Entries taken from a collection
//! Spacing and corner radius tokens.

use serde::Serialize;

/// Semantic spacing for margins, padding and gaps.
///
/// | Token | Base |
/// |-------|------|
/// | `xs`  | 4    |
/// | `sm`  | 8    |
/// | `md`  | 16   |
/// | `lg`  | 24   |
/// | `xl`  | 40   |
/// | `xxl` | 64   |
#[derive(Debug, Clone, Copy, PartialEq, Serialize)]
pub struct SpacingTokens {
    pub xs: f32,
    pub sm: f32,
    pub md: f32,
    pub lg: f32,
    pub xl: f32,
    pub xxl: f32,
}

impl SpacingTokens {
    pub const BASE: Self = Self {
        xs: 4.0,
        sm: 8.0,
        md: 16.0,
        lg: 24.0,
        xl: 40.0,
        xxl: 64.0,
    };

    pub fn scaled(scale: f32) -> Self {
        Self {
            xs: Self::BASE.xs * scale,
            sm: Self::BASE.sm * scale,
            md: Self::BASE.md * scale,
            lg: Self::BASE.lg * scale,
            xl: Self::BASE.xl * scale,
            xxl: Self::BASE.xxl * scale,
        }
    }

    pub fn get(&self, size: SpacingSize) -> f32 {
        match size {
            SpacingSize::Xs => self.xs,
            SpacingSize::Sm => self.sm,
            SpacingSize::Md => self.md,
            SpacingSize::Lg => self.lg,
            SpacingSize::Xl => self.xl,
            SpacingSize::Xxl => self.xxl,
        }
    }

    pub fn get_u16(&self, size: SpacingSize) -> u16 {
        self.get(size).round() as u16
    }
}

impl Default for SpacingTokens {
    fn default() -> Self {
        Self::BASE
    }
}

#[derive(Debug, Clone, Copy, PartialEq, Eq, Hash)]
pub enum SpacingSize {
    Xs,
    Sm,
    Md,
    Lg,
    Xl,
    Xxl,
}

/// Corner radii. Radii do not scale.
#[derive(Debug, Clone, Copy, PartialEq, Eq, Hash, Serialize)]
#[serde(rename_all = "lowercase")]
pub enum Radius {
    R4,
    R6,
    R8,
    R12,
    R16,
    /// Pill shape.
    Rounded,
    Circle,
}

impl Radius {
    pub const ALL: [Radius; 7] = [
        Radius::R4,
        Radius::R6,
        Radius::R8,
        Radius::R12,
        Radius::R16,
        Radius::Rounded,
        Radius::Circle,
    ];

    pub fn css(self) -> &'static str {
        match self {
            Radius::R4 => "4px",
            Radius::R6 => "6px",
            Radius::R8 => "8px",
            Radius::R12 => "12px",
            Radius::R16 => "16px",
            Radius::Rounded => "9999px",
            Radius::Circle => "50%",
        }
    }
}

---

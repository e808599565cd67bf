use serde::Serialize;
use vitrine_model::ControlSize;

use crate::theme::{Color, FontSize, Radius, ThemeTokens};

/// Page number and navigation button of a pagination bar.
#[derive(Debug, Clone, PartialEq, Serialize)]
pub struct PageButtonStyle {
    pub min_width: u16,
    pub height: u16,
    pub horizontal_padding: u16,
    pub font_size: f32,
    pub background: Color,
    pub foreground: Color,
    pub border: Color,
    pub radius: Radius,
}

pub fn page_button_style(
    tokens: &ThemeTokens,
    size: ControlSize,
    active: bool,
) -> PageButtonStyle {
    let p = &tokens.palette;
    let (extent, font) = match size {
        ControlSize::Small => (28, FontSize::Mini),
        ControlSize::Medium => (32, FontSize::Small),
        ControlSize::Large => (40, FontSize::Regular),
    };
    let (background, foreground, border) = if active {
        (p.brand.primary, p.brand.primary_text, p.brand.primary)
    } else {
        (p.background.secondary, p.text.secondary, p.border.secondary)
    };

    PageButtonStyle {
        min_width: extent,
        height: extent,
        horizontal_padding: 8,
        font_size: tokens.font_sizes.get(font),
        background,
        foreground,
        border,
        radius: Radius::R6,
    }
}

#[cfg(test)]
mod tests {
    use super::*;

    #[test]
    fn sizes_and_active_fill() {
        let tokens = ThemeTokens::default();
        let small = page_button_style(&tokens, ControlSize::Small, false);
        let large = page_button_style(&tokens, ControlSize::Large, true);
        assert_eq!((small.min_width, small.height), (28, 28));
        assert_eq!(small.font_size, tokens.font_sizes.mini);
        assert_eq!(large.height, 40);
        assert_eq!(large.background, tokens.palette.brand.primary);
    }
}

◆ TASK DIRECTIONS:
All lines above containing the string "Debug": copy each one.

◆ ANSWER FOR THIS EXERCISE:
#[derive(Debug, Clone, Copy, PartialEq, Serialize)]
#[derive(Debug, Clone, Copy, PartialEq, Eq, Hash)]
#[derive(Debug, Clone, Copy, PartialEq, Eq, Hash, Serialize)]
#[derive(Debug, Clone, PartialEq, Serialize)]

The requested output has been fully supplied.